Let’s turn to Psalm 51 for direction on how to seek forgiveness from God and others

Friday, February 1, 2013, Part 2

“In this manner, therefore, pray: Our Father in heaven, hallowed be your name. Your kingdom come. Your will be done on earth as it is in heaven. Give us this day our daily bread. And forgive us our debts as we forgive our debtors” (Matthew 6:9-12).

IDEA: How we deal with the moral flaws in ourselves and others says a great deal about us.

PURPOSE: To help listeners realize why we need genuine forgiveness.

Suppose we were asked to compile a list of the things that are absolutely essential for human fulfillment. What would go on the list?

I. Would forgiveness and mercy make the list as essential?

Do we think of forgiveness and mercy as something optional, needed by certain kinds of personalities but not really a universal pressing need?

Do you think that Jesus deliberately placed the need for forgiveness alongside the need for daily bread?

How do we react to the imperfections in all of us?

II. We shrug off our own sin and sometimes the sins of others when they don’t affect us.

We call moral errors a “mistake.” Even the deepest hurts that I inflict are talked about this way. What is the consequence of doing this?

We are “victims.” It was our “parents,” our “environment” and therefore we reduce its significance because we couldn’t help it. There is no real significance to anything we do.

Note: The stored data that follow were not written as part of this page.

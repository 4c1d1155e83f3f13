//! The generic SCD2 dimension.

use aula_core::PersonId;
use chrono::NaiveDate;
use tracing::warn;

// ─── TemporalFact ────────────────────────────────────────────────────────────

/// A versioned fact about a subject.
///
/// Validity windows are closed intervals at day granularity:
/// `valid_from ≤ t ≤ valid_to`, with `valid_to = None` meaning currently
/// open. The natural key identifies "the same fact over time" — e.g.
/// person + party for memberships — as opposed to any one row's identity.
pub trait TemporalFact {
  /// Natural-key type; equality decides which prior record gets closed.
  type Key: PartialEq;

  fn subject_id(&self) -> &PersonId;
  fn natural_key(&self) -> Self::Key;
  fn valid_from(&self) -> NaiveDate;
  fn valid_to(&self) -> Option<NaiveDate>;
  /// Close this record's window at `on` (inclusive).
  fn close(&mut self, on: NaiveDate);
}

// ─── Dimension ───────────────────────────────────────────────────────────────

/// What [`Dimension::apply_fact`] did to prior history.
#[derive(Debug, Clone, Copy, PartialEq, Eq)]
pub enum Applied {
  /// No open record existed for the natural key; the fact was appended.
  Appended,
  /// The open record for the key was closed on the given day.
  ClosedPrior(NaiveDate),
}

/// An in-memory SCD2 dimension over facts of type `F`.
///
/// Invariant: at most one record per natural key has `valid_to = None`.
/// The invariant holds for everything written through [`apply_fact`];
/// overlap introduced by hand-curated data is surfaced through
/// [`overlap_count`], not silently repaired.
///
/// [`apply_fact`]: Dimension::apply_fact
/// [`overlap_count`]: Dimension::overlap_count
#[derive(Debug, Clone)]
pub struct Dimension<F: TemporalFact> {
  facts:           Vec<F>,
  degraded_closes: u64,
}

impl<F: TemporalFact> Default for Dimension<F> {
  fn default() -> Self { Self::new() }
}

impl<F: TemporalFact> Dimension<F> {
  pub fn new() -> Self {
    Self { facts: Vec::new(), degraded_closes: 0 }
  }

  /// Rehydrate from persisted rows, preserving storage order.
  pub fn from_facts(facts: Vec<F>) -> Self {
    Self { facts, degraded_closes: 0 }
  }

  /// Insert a fact, closing any open record sharing its natural key.
  ///
  /// The prior record is closed the day before the new fact begins. When
  /// that day is unrepresentable (the new fact starts at the minimum
  /// date), the close degrades to the new fact's own `valid_from` rather
  /// than aborting — logged and counted for curator follow-up.
  ///
  /// The new fact's `valid_to` is kept as supplied: `None` opens a new
  /// current record, `Some` backfills an already-closed historical window.
  pub fn apply_fact(&mut self, fact: F) -> Applied {
    let key = fact.natural_key();
    let starts = fact.valid_from();

    let open = self
      .facts
      .iter_mut()
      .find(|f| f.valid_to().is_none() && f.natural_key() == key);

    let applied = match open {
      Some(prior) => {
        let close_on = match starts.pred_opt() {
          Some(day) => day,
          None => {
            warn!(
              subject = %fact.subject_id(),
              %starts,
              "no representable day before new fact, closing prior record \
               on the new fact's start day"
            );
            self.degraded_closes += 1;
            starts
          }
        };
        prior.close(close_on);
        Applied::ClosedPrior(close_on)
      }
      None => Applied::Appended,
    };

    self.facts.push(fact);
    applied
  }

  /// The fact valid for `subject` at `ts`, if any.
  ///
  /// Linear scan in storage order; the first fact whose closed interval
  /// contains `ts` wins. Given the invariant at most one fact can match —
  /// when curated data overlaps, storage order decides deterministically.
  pub fn point_in_time(&self, subject: &PersonId, ts: NaiveDate) -> Option<&F> {
    self.facts.iter().find(|f| {
      f.subject_id() == subject
        && f.valid_from() <= ts
        && f.valid_to().is_none_or(|until| ts <= until)
    })
  }

  /// Data-quality counter: pairs of intervals sharing a natural key whose
  /// validity windows overlap. Curated data only —
  /// [`Dimension::apply_fact`] never produces overlap.
  pub fn overlap_count(&self) -> usize {
    let mut overlaps = 0;
    for (i, a) in self.facts.iter().enumerate() {
      for b in &self.facts[i + 1..] {
        if a.natural_key() != b.natural_key() {
          continue;
        }
        let a_end = a.valid_to().unwrap_or(NaiveDate::MAX);
        let b_end = b.valid_to().unwrap_or(NaiveDate::MAX);
        if a.valid_from() <= b_end && b.valid_from() <= a_end {
          overlaps += 1;
        }
      }
    }
    overlaps
  }

  /// Closes that had to degrade to the new fact's own start day.
  pub fn degraded_close_count(&self) -> u64 { self.degraded_closes }

  pub fn facts(&self) -> &[F] { &self.facts }

  pub fn into_facts(self) -> Vec<F> { self.facts }

  pub fn len(&self) -> usize { self.facts.len() }

  pub fn is_empty(&self) -> bool { self.facts.is_empty() }
}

Have you ever thought of your sin in that way?

III. Another approach is to demand a payback.

“An eye for an eye and a tooth for a tooth.” Someone has to pay for what they’ve done. I will give you a stiff dose of your own medicine.

At least this response takes moral evil seriously and doesn’t minimize it or deny it.

This approach to evil, however, doesn’t lead to a creative solution. It only deepens the problem and intensifies it. Nothing in retribution can cure evil or reverse its trend.

How does this show up in life? Does it give “closure”?